The worst time to figure out your incident response process is during an incident. I learned this the hard way when a credential leak hit production at 2 AM and we spent the first 45 minutes arguing about who should do what. That 45 minutes could have been containment time.
This article covers building an incident response process that works when everything is on fire.
Why Incident Response Matters
Security incidents are inevitable. The question isn’t if, but when. What separates good teams from bad ones is how fast they detect, contain, and recover.
Key metrics:
- MTTD (Mean Time to Detect) — industry average: 197 days
- MTTC (Mean Time to Contain) — industry average: 69 days
- MTTR (Mean Time to Remediate) — your target: hours, not days
Incident Classification (P1-P4)
Every incident needs a severity level that drives the response urgency.
| Severity | Definition | Response Time | Examples |
|---|---|---|---|
| P1 — Critical | Active breach, data exfiltration, system compromise | 15 min | Credential leak in production, ransomware, active attacker |
| P2 — High | Exploitable vulnerability, unauthorized access attempt | 1 hour | Open security group on production DB, suspicious IAM activity |
| P3 — Medium | Potential vulnerability, policy violation | 4 hours | Unpatched critical CVE, MFA not enabled on admin account |
| P4 — Low | Minor policy deviation, informational | 24 hours | Expired SSL cert (non-prod), minor config drift |
# incident_classification.yml
severity_matrix:
P1_critical:
impact: "Data breach, system compromise, active attacker"

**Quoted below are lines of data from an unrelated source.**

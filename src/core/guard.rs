//! Mutation guard - read-only checks consulted before structural changes.
//!
//! A session or hall with paid tickets can no longer be edited or deleted, and a
//! movie that is scheduled cannot be deleted.

use crate::{
    entities::{Purchase, Session, purchase, session},
    errors::Result,
};
use sea_orm::prelude::*;

/// Whether any paid purchase references the session.
pub async fn has_paid_tickets<C>(db: &C, session_id: i64) -> Result<bool>
where
    C: ConnectionTrait,
{
    let found = Purchase::find()
        .filter(purchase::Column::SessionId.eq(session_id))
        .filter(purchase::Column::Paid.eq(true))
        .one(db)
        .await?;
    Ok(found.is_some())
}

/// Whether any paid purchase references a session held in the hall.
pub async fn has_paid_tickets_for_hall<C>(db: &C, hall_id: i64) -> Result<bool>
where
    C: ConnectionTrait,
{
    let found = Purchase::find()
        .inner_join(Session)
        .filter(session::Column::HallId.eq(hall_id))
        .filter(purchase::Column::Paid.eq(true))
        .one(db)
        .await?;
    Ok(found.is_some())
}

/// Whether any session shows the movie.
pub async fn movie_has_sessions<C>(db: &C, movie_id: i64) -> Result<bool>
where
    C: ConnectionTrait,
{
    let found = Session::find()
        .filter(session::Column::MovieId.eq(movie_id))
        .one(db)
        .await?;
    Ok(found.is_some())
}

#[cfg(test)]
mod tests {
    use super::*;
    use crate::test_utils::*;

    #[tokio::test]
    async fn test_no_purchases_means_unguarded() -> Result<()> {
        let fixture = BoxOfficeFixture::new().await?;
        let showing = fixture.scenario_session().await?;

        assert!(!has_paid_tickets(&fixture.ctx.db, showing.id).await?);
        assert!(!has_paid_tickets_for_hall(&fixture.ctx.db, showing.hall_id).await?);
        assert!(movie_has_sessions(&fixture.ctx.db, showing.movie_id).await?);
        Ok(())
    }

    #[tokio::test]
    async fn test_paid_purchase_guards_session_and_hall() -> Result<()> {
        let fixture = BoxOfficeFixture::new().await?;
        let showing = fixture.scenario_session().await?;
        let other_hall = fixture.hall("Blue Hall", 40).await?;

        fixture.buy(&showing, 2, scenario_day(5)).await?;

        assert!(has_paid_tickets(&fixture.ctx.db, showing.id).await?);
        assert!(has_paid_tickets_for_hall(&fixture.ctx.db, showing.hall_id).await?);
        assert!(!has_paid_tickets_for_hall(&fixture.ctx.db, other_hall.id).await?);
        Ok(())
    }
}
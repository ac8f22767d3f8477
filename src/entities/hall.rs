//! Hall entity - A screening room with a fixed number of seats.

use sea_orm::entity::prelude::*;
use serde::{Deserialize, Serialize};

/// Hall database model
#[derive(Clone, Debug, PartialEq, Eq, DeriveEntityModel, Serialize, Deserialize)]
#[sea_orm(table_name = "halls")]
pub struct Model {
    /// Unique identifier for the hall
    #[sea_orm(primary_key)]
    pub id: i64,
    /// Display name, unique across halls
    #[sea_orm(unique)]
    pub name: String,
    /// Seats available for every screening in this hall
    pub seats: i32,
}

/// Defines relationships between Hall and other entities
#[derive(Copy, Clone, Debug, EnumIter, DeriveRelation)]
pub enum Relation {
    /// One hall hosts many sessions
    #[sea_orm(has_many = "super::session::Entity")]
    Sessions,
}

impl Related<super::session::Entity> for Entity {
    fn to() -> RelationDef {
        Relation::Sessions.def()
    }
}

impl ActiveModelBehavior for ActiveModel {}
//! Session entity - A daily screening of one movie in one hall over a date range.
//!
//! The run covers every day from `start_date` to `end_date` inclusive, each day
//! between `start_time` and `end_time`.

use sea_orm::entity::prelude::*;
use serde::{Deserialize, Serialize};

/// Session database model
#[derive(Clone, Debug, PartialEq, Eq, DeriveEntityModel, Serialize, Deserialize)]
#[sea_orm(table_name = "sessions")]
pub struct Model {
    /// Unique identifier for the session
    #[sea_orm(primary_key)]
    pub id: i64,
    /// Hall the session is screened in
    pub hall_id: i64,
    /// Movie being screened
    pub movie_id: i64,
    /// First day of the run
    pub start_date: Date,
    /// Last day of the run (inclusive)
    pub end_date: Date,
    /// Daily start time
    pub start_time: Time,
    /// Daily end time
    pub end_time: Time,
    /// Ticket price in cents
    pub price_cents: i64,
}

/// Defines relationships between Session and other entities
#[derive(Copy, Clone, Debug, EnumIter, DeriveRelation)]
pub enum Relation {
    /// Each session belongs to one hall
    #[sea_orm(
        belongs_to = "super::hall::Entity",
        from = "Column::HallId",
        to = "super::hall::Column::Id"
    )]
    Hall,
    /// Each session shows one movie
    #[sea_orm(
        belongs_to = "super::movie::Entity",
        from = "Column::MovieId",
        to = "super::movie::Column::Id"
    )]
    Movie,
    /// One session has many purchases
    #[sea_orm(has_many = "super::purchase::Entity")]
    Purchases,
}

impl Related<super::hall::Entity> for Entity {
    fn to() -> RelationDef {
        Relation::Hall.def()
    }
}

impl Related<super::movie::Entity> for Entity {
    fn to() -> RelationDef {
        Relation::Movie.def()
    }
}

impl Related<super::purchase::Entity> for Entity {
    fn to() -> RelationDef {
        Relation::Purchases.def()
    }
}

impl ActiveModelBehavior for ActiveModel {}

response_time: "15 minutes"
war_room: true
executive_notification: true
responders: ["security-lead", "on-call-engineer", "engineering-manager"]
P2_high:
impact: "Exploitable vulnerability, unauthorized access"
response_time: "1 hour"
war_room: false
executive_notification: false
responders: ["security-team", "on-call-engineer"]
P3_medium:
impact: "Potential vulnerability, policy violation"
response_time: "4 hours"
war_room: false
executive_notification: false
responders: ["security-team"]
P4_low:
impact: "Minor deviation, informational"
response_time: "24 hours"
war_room: false
executive_notification: false
responders: ["security-team"]Building Runbooks
A runbook is a step-by-step guide for responding to a specific type of incident. It removes decision-making from crisis moments.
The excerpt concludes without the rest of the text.